ABOUT THIS TASK
Both the line with "prop_assert!(result.is_err());" and the line with "key | output |" in the records below must appear in the output, along with every line between them, exactly and with nothing added.

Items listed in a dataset
────────────────────────────────────────

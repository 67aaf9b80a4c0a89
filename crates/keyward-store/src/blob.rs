//! Filesystem blob store.
//!
//! Paths handed to the store are relative to its base directory. Any path
//! that would escape the base directory is rejected.

use std::path::{Component, Path, PathBuf};

use async_trait::async_trait;
use tokio::fs;
use tracing::{debug, info};
use uuid::Uuid;

use crate::error::{Result, StoreError};
use crate::traits::BlobStore;

/// A fresh random file name for a blob.
pub fn blob_name() -> String {
    Uuid::new_v4().to_string()
}

/// Resolve `relative` under `base`, refusing parent-directory components.
fn ensure_within(base: &Path, relative: &str) -> Result<PathBuf> {
    let mut resolved = base.to_path_buf();
    for component in Path::new(relative).components() {
        match component {
            Component::Normal(c) => resolved.push(c),
            Component::CurDir => {}
            Component::ParentDir | Component::RootDir | Component::Prefix(_) => {
                return Err(StoreError::InvalidData(format!(
                    "path escapes blob root: {}",
                    relative
                )));
            }
        }
    }

    if resolved == base {
        return Err(StoreError::InvalidData(format!("empty blob path: {:?}", relative)));
    }
    Ok(resolved)
}

/// Blob store rooted at a directory on disk.
#[derive(Debug, Clone)]
pub struct FsBlobStore {
    base_path: PathBuf,
}

impl FsBlobStore {
    /// Open a blob store, creating the base directory if needed.
    pub async fn new(base_path: impl Into<PathBuf>) -> Result<Self> {
        let base_path = base_path.into();
        fs::create_dir_all(&base_path).await?;
        info!(path = %base_path.display(), "blob store initialized");
        Ok(Self { base_path })
    }

    pub fn base_path(&self) -> &Path {
        &self.base_path
    }
}

#[async_trait]
impl BlobStore for FsBlobStore {
    async fn read(&self, path: &str) -> Result<Vec<u8>> {
        let full = ensure_within(&self.base_path, path)?;
        match fs::read(&full).await {
            Ok(data) => {
                debug!(path, size = data.len(), "read blob");
                Ok(data)
            }
            Err(e) if e.kind() == std::io::ErrorKind::NotFound => {
                Err(StoreError::NotFound(format!("blob {}", path)))
            }
            Err(e) => Err(e.into()),
        }
    }

    async fn write(&self, path: &str, bytes: &[u8]) -> Result<()> {
        let full = ensure_within(&self.base_path, path)?;
        if let Some(parent) = full.parent() {
            fs::create_dir_all(parent).await?;
        }
        fs::write(&full, bytes).await?;
        debug!(path, size = bytes.len(), "wrote blob");
        Ok(())
    }

    async fn make_dir(&self, path: &str) -> Result<()> {
        let full = ensure_within(&self.base_path, path)?;
        if let Some(parent) = full.parent() {
            fs::create_dir_all(parent).await?;
        }
        match fs::create_dir(&full).await {
            Ok(()) => Ok(()),
            Err(e) if e.kind() == std::io::ErrorKind::AlreadyExists => {
                Err(StoreError::AlreadyExists(path.to_string()))
            }
            Err(e) => Err(e.into()),
        }
    }

    async fn remove(&self, path: &str) -> Result<()> {
        let full = ensure_within(&self.base_path, path)?;
        match fs::remove_file(&full).await {
            Ok(()) => {
                debug!(path, "removed blob");
                Ok(())
            }
            Err(e) if e.kind() == std::io::ErrorKind::NotFound => {
                Err(StoreError::NotFound(format!("blob {}", path)))
            }
            Err(e) => Err(e.into()),
        }
    }
}
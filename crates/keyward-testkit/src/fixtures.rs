//! Test fixtures and helpers.

use std::ops::Deref;
use std::sync::atomic::{AtomicBool, Ordering};
use std::sync::{Arc, Mutex};

use async_trait::async_trait;
use keyward::{GuardConfig, Mailer, Vault, VaultConfig};
use keyward_core::{CipherMode, Profile, SymmetricKey};
use keyward_perms::TransportKey;
use keyward_store::{MemoryBlobStore, MemoryKeyStore, MemoryStore, UserRecord};

/// RSA modulus size used by fixtures. Small to keep tests fast.
pub const TEST_RSA_BITS: usize = 1024;

/// A vault over in-memory collaborators.
pub type MemoryVault = Vault<MemoryKeyStore, MemoryStore, MemoryBlobStore, RecordingMailer>;

/// One message handed to a [`RecordingMailer`].
#[derive(Debug, Clone, PartialEq, Eq)]
pub struct SentMail {
    pub recipient: String,
    pub subject: String,
    pub body: String,
}

/// A mailer that records messages instead of sending them.
///
/// Clones share the same record, so a test can keep one clone and hand
/// the other to the vault.
#[derive(Debug, Clone, Default)]
pub struct RecordingMailer {
    sent: Arc<Mutex<Vec<SentMail>>>,
    failing: Arc<AtomicBool>,
}

impl RecordingMailer {
    pub fn new() -> Self {
        Self::default()
    }

    /// Make every following `send` fail (or succeed again).
    pub fn set_failing(&self, failing: bool) {
        self.failing.store(failing, Ordering::SeqCst);
    }

    pub fn sent(&self) -> Vec<SentMail> {
        self.sent.lock().unwrap().clone()
    }

    pub fn sent_to(&self, recipient: &str) -> Vec<SentMail> {
        self.sent()
            .into_iter()
            .filter(|m| m.recipient == recipient)
            .collect()
    }

    /// Share keys delivered to `recipient`, in order.
    pub fn share_keys(&self, recipient: &str) -> Vec<TransportKey> {
        self.sent_to(recipient)
            .iter()
            .filter_map(|m| extract_key(&m.body))
            .collect()
    }
}

fn extract_key(body: &str) -> Option<TransportKey> {
    let start = body.find("<pre>")? + "<pre>".len();
    let end = start + body[start..].find("</pre>")?;
    TransportKey::from_base64(&body[start..end]).ok()
}

#[async_trait]
impl Mailer for RecordingMailer {
    async fn send(&self, recipient: &str, subject: &str, html_body: &str) -> anyhow::Result<()> {
        if self.failing.load(Ordering::SeqCst) {
            anyhow::bail!("mail relay unavailable");
        }
        self.sent.lock().unwrap().push(SentMail {
            recipient: recipient.to_string(),
            subject: subject.to_string(),
            body: html_body.to_string(),
        });
        Ok(())
    }
}

/// An in-memory vault plus handles on its mailer.
pub struct TestVault {
    pub vault: MemoryVault,
    pub mailer: RecordingMailer,
}

impl TestVault {
    /// AES-256-GCM vault.
    pub fn new() -> Self {
        Self::with_mode(CipherMode::Aes256Gcm)
    }

    pub fn with_mode(mode: CipherMode) -> Self {
        let mailer = RecordingMailer::new();
        let vault = Vault::new(
            test_config(mode),
            MemoryKeyStore::new(),
            MemoryStore::new(),
            MemoryBlobStore::new(),
            mailer.clone(),
        )
        .unwrap();
        Self { vault, mailer }
    }

    /// Register `username` with email `{username}@example.org`.
    pub async fn register(&self, username: &str) -> UserRecord {
        self.vault
            .register_user(sample_profile(username), "not-a-real-hash")
            .await
            .unwrap()
    }
}

impl Default for TestVault {
    fn default() -> Self {
        Self::new()
    }
}

impl Deref for TestVault {
    type Target = MemoryVault;

    fn deref(&self) -> &MemoryVault {
        &self.vault
    }
}

/// Config with a fixed metadata key and small RSA keys.
pub fn test_config(mode: CipherMode) -> VaultConfig {
    VaultConfig {
        guard: GuardConfig::new(mode, SymmetricKey::from_bytes(vec![0x5a; mode.key_len()])),
        rsa_bits: TEST_RSA_BITS,
        ..VaultConfig::default()
    }
}

/// A profile with every field filled in.
pub fn sample_profile(username: &str) -> Profile {
    Profile {
        username: username.to_string(),
        name: format!("{} Example", username),
        email: email(username),
        phone_number: "+1 555 0100".to_string(),
        gender: "unspecified".to_string(),
        religion: "none".to_string(),
        nationality: "Nowhere".to_string(),
        address: "1 Test Street".to_string(),
        birth_info: "1990-01-01".to_string(),
    }
}

/// The email address fixtures register `username` under.
pub fn email(username: &str) -> String {
    format!("{}@example.org", username)
}
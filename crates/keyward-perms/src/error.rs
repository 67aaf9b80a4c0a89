//! Error types for the permissions module.

use keyward_core::{GuardError, NotificationStatus};
use thiserror::Error;

use crate::notification::Action;

/// Errors that can occur during permission operations.
#[derive(Debug, Error)]
pub enum PermsError {
    /// The notification's current status does not allow the action.
    #[error("cannot {action} a {from} request")]
    InvalidTransition {
        from: NotificationStatus,
        action: Action,
    },

    /// A share key could not be decoded or has the wrong shape.
    #[error("invalid share key: {0}")]
    InvalidShareKey(String),

    /// Wrapping or unwrapping failed.
    #[error("guard error: {0}")]
    Guard(#[from] GuardError),
}

/// Result type for permission operations.
pub type Result<T> = std::result::Result<T, PermsError>;
// ─────────────────────────────────────────────────────────────────────────────
// Repository
// ─────────────────────────────────────────────────────────────────────────────

/// SQLite repository.
///
/// Thread-safe via internal Mutex. All operations use spawn_blocking
/// to avoid blocking the async runtime.
pub struct SqliteStore {
    conn: Arc<Mutex<Connection>>,
}

impl SqliteStore {
    /// Open a SQLite database at the given path.
    ///
    /// Creates the file and runs migrations if it doesn't exist.
    pub fn open(path: impl AsRef<Path>) -> Result<Self> {
        let mut conn = Connection::open(path)?;
        migration::migrate(&mut conn)?;
        Ok(Self {
            conn: Arc::new(Mutex::new(conn)),
        })
    }

    /// Open an in-memory SQLite database.
    pub fn open_memory() -> Result<Self> {
        let mut conn = Connection::open_in_memory()?;
        migration::migrate(&mut conn)?;
        Ok(Self {
            conn: Arc::new(Mutex::new(conn)),
        })
    }
}

const USER_COLUMNS: &str =
    "id, username, password_hash, public_key_pem, sealed_private_key, profile, key_reference";
const FILE_COLUMNS: &str =
    "id, owner_id, filename, file_type, storage_path, key_reference, is_signed";
const PERMISSION_COLUMNS: &str =
    "id, source_user_id, target_user_id, wrapped_key, key_reference";
const NOTIFICATION_COLUMNS: &str = "id, source_user_id, target_user_id, file_id, status";
const FILE_PERMISSION_COLUMNS: &str = "id, filepath, permission_id, file_id";

fn row_to_user(row: &Row<'_>) -> rusqlite::Result<UserRecord> {
    let profile: Vec<u8> = row.get(5)?;
    let profile = SealedProfile::from_bytes(&profile)
        .map_err(|e| conversion_error(5, format!("profile: {}", e)))?;

    Ok(UserRecord {
        id: UserId(row.get(0)?),
        username: row.get(1)?,
        password_hash: row.get(2)?,
        public_key_pem: row.get(3)?,
        sealed_private_key: row.get(4)?,
        profile,
        key_reference: KeyReference::from_bytes(row.get::<_, Vec<u8>>(6)?),
    })
}
//! # Keyward
//!
//! Encrypted storage for user files and profiles, with capability-based
//! sharing between users.
//!
//! ## Overview
//!
//! - **Guard**: symmetric encryption under per-resource keys, with key ids
//!   kept out of resource rows behind encrypted references
//! - **Resources**: files and profile fields, each encrypted at rest
//! - **Permissions**: a request/response protocol that re-encrypts a
//!   resource under a per-pair share key and delivers that key to the
//!   requester, RSA-wrapped, out of band
//! - **Signatures**: a trailer appended to a file carrying signer metadata,
//!   an RSA signature and the signer's public key
//!
//! ## Usage
//!
//! ```rust,no_run
//! use keyward::{Decision, Profile, TracingMailer, Vault, VaultConfig};
//! use keyward::store::{FsBlobStore, SqliteKeyStore, SqliteStore};
//!
//! async fn example() -> keyward::Result<()> {
//!     let config = VaultConfig::from_env()?;
//!     let mailer = TracingMailer::from_config(&config);
//!     let vault = Vault::new(
//!         config,
//!         SqliteKeyStore::open("keys.db").unwrap(),
//!         SqliteStore::open("vault.db").unwrap(),
//!         FsBlobStore::new("./blobs").await.unwrap(),
//!         mailer,
//!     )?;
//!
//!     let alice = vault.register_user(Profile::new("alice"), "hash").await?;
//!     let bob = vault.register_user(Profile::new("bob"), "hash").await?;
//!
//!     let file = vault.upload_file(bob.id, "notes.txt", "text", b"hello").await?;
//!     let request = vault.request_permission(alice.id, "bob", Some(file.id)).await?;
//!     vault.respond_permission_request(bob.id, request.id, Decision::Accept).await?;
//!
//!     let opened = vault.get_file(alice.id, file.id).await?;
//!     assert_eq!(opened.content, b"hello");
//!     Ok(())
//! }
//! ```
//!
//! ## Re-exports
//!
//! - `keyward::core` - Guard, keys, RSA, signing trailer, profiles
//! - `keyward::store` - collaborator traits and their implementations
//! - `keyward::perms` - request state machine and share keys

pub mod config;
pub mod error;
pub mod files;
pub mod mail;
pub mod permissions;
pub mod profiles;
pub mod vault;

pub use keyward_core as core;
pub use keyward_perms as perms;
pub use keyward_store as store;

pub use config::{GuardConfig, VaultConfig};
pub use error::{IncompleteStage, Result, VaultError};
pub use files::{FileContent, FileListing};
pub use mail::{Mailer, TracingMailer};
pub use permissions::ResponseOutcome;
pub use vault::Vault;

pub use keyward_core::{
    verify_signed, CipherMode, FileId, NotificationId, NotificationStatus, Profile,
    SignatureMetadata, UserId,
};
pub use keyward_perms::{Decision, TransportKey};
pub use keyward_store::Direction;
//! Property tests over a live vault.

use proptest::prelude::*;
use proptest::test_runner::{Config, TestRunner};

use keyward::CipherMode;
use keyward_testkit::fixtures::TestVault;
use keyward_testkit::generators::payload;

fn check_upload_roundtrip(mode: CipherMode) {
    let rt = tokio::runtime::Runtime::new().unwrap();
    let t = TestVault::with_mode(mode);
    let alice = rt.block_on(t.register("alice"));

    let mut runner = TestRunner::new(Config::with_cases(32));
    runner
        .run(&payload(2048), |data| {
            let opened = rt.block_on(async {
                let file = t.upload_file(alice.id, "p", "bin", &data).await.unwrap();
                t.get_file(alice.id, file.id).await.unwrap()
            });
            prop_assert_eq!(opened.content, data);
            Ok(())
        })
        .unwrap();
}

#[test]
fn prop_upload_roundtrip_aes() {
    check_upload_roundtrip(CipherMode::Aes256Gcm);
}

#[test]
fn prop_upload_roundtrip_rc4() {
    check_upload_roundtrip(CipherMode::Rc4);
}

#[test]
fn prop_upload_roundtrip_des() {
    check_upload_roundtrip(CipherMode::DesEcb);
}

#[test]
fn prop_references_do_not_cross_vaults() {
    let rt = tokio::runtime::Runtime::new().unwrap();
    let first = TestVault::new();
    let second = TestVault::with_mode(CipherMode::Rc4);

    let mut runner = TestRunner::new(Config::with_cases(16));
    runner
        .run(&payload(256), |data| {
            let result = rt.block_on(async {
                let (ciphertext, reference) =
                    first.store_encrypted(keyward::UserId(1), &data).await.unwrap();
                second.fetch_decrypted(&reference, &ciphertext).await
            });
            prop_assert!(result.is_err());
            Ok(())
        })
        .unwrap();
}
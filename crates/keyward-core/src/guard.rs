//! The Guard: a pluggable symmetric cipher engine.
//!
//! A [`Guard`] is configured once with a [`CipherMode`] and a fixed
//! metadata key and holds no other state. Every call is independent, so a
//! single guard can be shared across tasks without synchronization.
//!
//! ## Modes
//!
//! | selector | mode | key | output |
//! |---|---|---|---|
//! | 1 | AES-256-GCM | 32 bytes | `nonce (12) ‖ ciphertext ‖ tag (16)` |
//! | 2 | RC4 | 32 bytes | `keystream ⊕ plaintext` |
//! | 3 | DES, no chaining | 8 bytes | PKCS#7 padded blocks |
//!
//! Modes 2 and 3 exist for compatibility with data written by earlier
//! deployments. Mode 3 encrypts every block independently with no IV, so
//! equal plaintext blocks produce equal ciphertext blocks, and its padding
//! is stripped without validation. Neither should be selected for new
//! deployments.

use aes_gcm::{
    aead::{Aead, KeyInit},
    Aes256Gcm, Nonce,
};
use des::cipher::{generic_array::GenericArray, BlockDecrypt, BlockEncrypt};
use des::Des;
use rand::RngCore;
use rc4::{consts::U32, KeyInit as _, Rc4, StreamCipher};
use std::fmt;
use std::str::FromStr;

use crate::error::{GuardError, Result};
use crate::key::{KeyReference, SymmetricKey};
use crate::keypair::{PrivateKey, PublicKey};
use crate::types::KeyId;

/// Size of the AES-GCM nonce.
pub const NONCE_SIZE: usize = 12;

/// DES block size.
pub const DES_BLOCK_SIZE: usize = 8;

/// Cipher mode selector.
#[derive(Debug, Clone, Copy, PartialEq, Eq, Hash)]
#[repr(u8)]
pub enum CipherMode {
    /// Authenticated AES-256-GCM.
    Aes256Gcm = 1,
    /// RC4 stream cipher (legacy).
    Rc4 = 2,
    /// Single DES, block by block without chaining (legacy).
    DesEcb = 3,
}

impl CipherMode {
    /// Parse the numeric selector.
    pub fn from_u8(value: u8) -> Result<Self> {
        match value {
            1 => Ok(CipherMode::Aes256Gcm),
            2 => Ok(CipherMode::Rc4),
            3 => Ok(CipherMode::DesEcb),
            other => Err(GuardError::UnsupportedMode(other)),
        }
    }

    /// Numeric selector.
    pub const fn as_u8(&self) -> u8 {
        *self as u8
    }

    /// Length of keys produced by [`Guard::generate_key`] for this mode.
    pub const fn key_len(&self) -> usize {
        match self {
            CipherMode::Aes256Gcm | CipherMode::Rc4 => 32,
            CipherMode::DesEcb => 8,
        }
    }

    /// Whether this mode is kept only for reading existing data.
    pub const fn is_legacy(&self) -> bool {
        !matches!(self, CipherMode::Aes256Gcm)
    }
}

impl fmt::Display for CipherMode {
    fn fmt(&self, f: &mut fmt::Formatter<'_>) -> fmt::Result {
        let name = match self {
            CipherMode::Aes256Gcm => "aes",
            CipherMode::Rc4 => "rc4",
            CipherMode::DesEcb => "des",
        };
        f.write_str(name)
    }
}

impl FromStr for CipherMode {
    type Err = GuardError;

    fn from_str(s: &str) -> Result<Self> {
        match s.trim().to_ascii_lowercase().as_str() {
            "1" | "aes" | "aes-gcm" | "aes256gcm" => Ok(CipherMode::Aes256Gcm),
            "2" | "rc4" => Ok(CipherMode::Rc4),
            "3" | "des" | "des-ecb" => Ok(CipherMode::DesEcb),
            other => match other.parse::<u8>() {
                Ok(n) => Err(GuardError::UnsupportedMode(n)),
                Err(_) => Err(GuardError::UnknownMode(s.trim().to_string())),
            },
        }
    }
}

/// The cipher engine.
#[derive(Clone)]
pub struct Guard {
    mode: CipherMode,
    metadata_key: SymmetricKey,
}

impl Guard {
    /// Create a guard for `mode` with the metadata key used to wrap key ids.
    ///
    /// The metadata key must be a valid key for the mode.
    pub fn new(mode: CipherMode, metadata_key: SymmetricKey) -> Result<Self> {
        check_key(mode, &metadata_key)?;
        Ok(Self { mode, metadata_key })
    }

    /// The active cipher mode.
    pub fn mode(&self) -> CipherMode {
        self.mode
    }

    // ─────────────────────────────────────────────────────────────────────────
    // Symmetric operations
    // ─────────────────────────────────────────────────────────────────────────

    /// Generate fresh random key material for the active mode.
    pub fn generate_key(&self) -> SymmetricKey {
        let mut bytes = vec![0u8; 32];
        rand::thread_rng().fill_bytes(&mut bytes);
        bytes.truncate(self.mode.key_len());
        SymmetricKey::from_bytes(bytes)
    }

    /// Encrypt `plaintext` under `key` with the active mode.
    pub fn encrypt(&self, key: &SymmetricKey, plaintext: &[u8]) -> Result<Vec<u8>> {
        check_key(self.mode, key)?;

        match self.mode {
            CipherMode::Aes256Gcm => {
                let cipher = Aes256Gcm::new_from_slice(key.as_bytes()).map_err(|_| {
                    GuardError::InvalidKeyLength {
                        expected: 32,
                        actual: key.len(),
                    }
                })?;

                let mut nonce_bytes = [0u8; NONCE_SIZE];
                rand::thread_rng().fill_bytes(&mut nonce_bytes);
                let nonce = Nonce::from_slice(&nonce_bytes);

                let sealed = cipher
                    .encrypt(nonce, plaintext)
                    .map_err(|_| GuardError::Integrity)?;

                let mut out = Vec::with_capacity(NONCE_SIZE + sealed.len());
                out.extend_from_slice(&nonce_bytes);
                out.extend_from_slice(&sealed);
                Ok(out)
            }
            CipherMode::Rc4 => {
                let mut out = plaintext.to_vec();
                rc4_apply(key, &mut out)?;
                Ok(out)
            }
            CipherMode::DesEcb => {
                let cipher = des_cipher(key)?;
                let mut out = pad(plaintext, DES_BLOCK_SIZE);
                for chunk in out.chunks_exact_mut(DES_BLOCK_SIZE) {
                    let block = GenericArray::from_mut_slice(chunk);
                    cipher.encrypt_block(block);
                }
                Ok(out)
            }
        }
    }

    /// Decrypt `ciphertext` produced by [`Guard::encrypt`] under `key`.
    pub fn decrypt(&self, key: &SymmetricKey, ciphertext: &[u8]) -> Result<Vec<u8>> {
        check_key(self.mode, key)?;

        match self.mode {
            CipherMode::Aes256Gcm => {
                if ciphertext.len() < NONCE_SIZE {
                    return Err(GuardError::Integrity);
                }

                let cipher = Aes256Gcm::new_from_slice(key.as_bytes()).map_err(|_| {
                    GuardError::InvalidKeyLength {
                        expected: 32,
                        actual: key.len(),
                    }
                })?;

                let (nonce, sealed) = ciphertext.split_at(NONCE_SIZE);
                cipher
                    .decrypt(Nonce::from_slice(nonce), sealed)
                    .map_err(|_| GuardError::Integrity)
            }
            CipherMode::Rc4 => {
                let mut out = ciphertext.to_vec();
                rc4_apply(key, &mut out)?;
                Ok(out)
            }
            CipherMode::DesEcb => {
                if ciphertext.len() % DES_BLOCK_SIZE != 0 {
                    return Err(GuardError::MalformedCiphertext(format!(
                        "length {} is not a multiple of {}",
                        ciphertext.len(),
                        DES_BLOCK_SIZE
                    )));
                }

                let cipher = des_cipher(key)?;
                let mut out = ciphertext.to_vec();
                for chunk in out.chunks_exact_mut(DES_BLOCK_SIZE) {
                    let block = GenericArray::from_mut_slice(chunk);
                    cipher.decrypt_block(block);
                }
                unpad(&mut out);
                Ok(out)
            }
        }
    }

    // ─────────────────────────────────────────────────────────────────────────
    // Key references
    // ─────────────────────────────────────────────────────────────────────────

    /// Encrypt a key id (8 bytes, big-endian) under the metadata key.
    pub fn reference_for(&self, id: KeyId) -> Result<KeyReference> {
        let encoded = id.get().to_be_bytes();
        let sealed = self.encrypt(&self.metadata_key, &encoded)?;
        Ok(KeyReference(sealed))
    }

    /// Recover the key id wrapped by [`Guard::reference_for`].
    pub fn resolve_reference(&self, reference: &KeyReference) -> Result<KeyId> {
        let decoded = self.decrypt(&self.metadata_key, reference.as_bytes())?;
        let bytes: [u8; 8] = decoded.as_slice().try_into().map_err(|_| {
            GuardError::KeyFormat(format!(
                "key reference decodes to {} bytes, expected 8",
                decoded.len()
            ))
        })?;
        Ok(KeyId(u64::from_be_bytes(bytes)))
    }

    // ─────────────────────────────────────────────────────────────────────────
    // Asymmetric operations
    // ─────────────────────────────────────────────────────────────────────────

    /// Parse a PKCS#1 PEM public key.
    pub fn parse_public_key(&self, pem: &str) -> Result<PublicKey> {
        PublicKey::from_pem(pem)
    }

    /// Parse a PKCS#1 PEM private key.
    pub fn parse_private_key(&self, pem: &str) -> Result<PrivateKey> {
        PrivateKey::from_pem(pem)
    }

    /// SHA-256 + PKCS#1 v1.5 signature.
    pub fn sign_rsa(&self, private_key: &PrivateKey, data: &[u8]) -> Result<Vec<u8>> {
        private_key.sign(data)
    }

    /// Verify a signature produced by [`Guard::sign_rsa`].
    pub fn verify_rsa(&self, public_key: &PublicKey, signature: &[u8], data: &[u8]) -> Result<()> {
        public_key.verify(signature, data)
    }

    /// PKCS#1 v1.5 encryption of short key material.
    pub fn encrypt_rsa(&self, public_key: &PublicKey, data: &[u8]) -> Result<Vec<u8>> {
        public_key.encrypt(data)
    }

    /// Inverse of [`Guard::encrypt_rsa`].
    pub fn decrypt_rsa(&self, private_key: &PrivateKey, data: &[u8]) -> Result<Vec<u8>> {
        private_key.decrypt(data)
    }
}

impl fmt::Debug for Guard {
    fn fmt(&self, f: &mut fmt::Formatter<'_>) -> fmt::Result {
        f.debug_struct("Guard")
            .field("mode", &self.mode)
            .field("metadata_key", &self.metadata_key)
            .finish()
    }
}

fn check_key(mode: CipherMode, key: &SymmetricKey) -> Result<()> {
    let ok = match mode {
        CipherMode::Aes256Gcm | CipherMode::Rc4 => key.len() == 32,
        CipherMode::DesEcb => key.len() == DES_BLOCK_SIZE,
    };

    if ok {
        Ok(())
    } else {
        Err(GuardError::InvalidKeyLength {
            expected: mode.key_len(),
            actual: key.len(),
        })
    }
}

fn des_cipher(key: &SymmetricKey) -> Result<Des> {
    Des::new_from_slice(key.as_bytes()).map_err(|_| GuardError::InvalidKeyLength {
        expected: DES_BLOCK_SIZE,
        actual: key.len(),
    })
}

/// PKCS#7 padding. A full block is appended when the input is aligned.
fn pad(data: &[u8], block_size: usize) -> Vec<u8> {
    let padding = block_size - data.len() % block_size;
    let mut out = Vec::with_capacity(data.len() + padding);
    out.extend_from_slice(data);
    out.resize(data.len() + padding, padding as u8);
    out
}

/// Strip PKCS#7 padding without checking it.
///
/// The last byte is trusted as the pad length. Out-of-range values are
/// clamped to the buffer length rather than rejected.
fn unpad(data: &mut Vec<u8>) {
    if let Some(&last) = data.last() {
        let strip = (last as usize).min(data.len());
        data.truncate(data.len() - strip);
    }
}

/// Apply the RC4 keystream. Encryption and decryption are the same call.
fn rc4_apply(key: &SymmetricKey, data: &mut [u8]) -> Result<()> {
    let mut cipher =
        Rc4::<U32>::new_from_slice(key.as_bytes()).map_err(|_| GuardError::InvalidKeyLength {
            expected: 32,
            actual: key.len(),
        })?;
    cipher.apply_keystream(data);
    Ok(())
}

────────────────────────────────────────

SOLUTION
            prop_assert!(result.is_err());
            Ok(())
        })
        .unwrap();
}
filename crates/keyward-core/src/guard.rs
//! The Guard: a pluggable symmetric cipher engine.
//!
//! A [`Guard`] is configured once with a [`CipherMode`] and a fixed
//! metadata key and holds no other state. Every call is independent, so a
//! single guard can be shared across tasks without synchronization.
//!
//! ## Modes
//!
//! | selector | mode | key | output |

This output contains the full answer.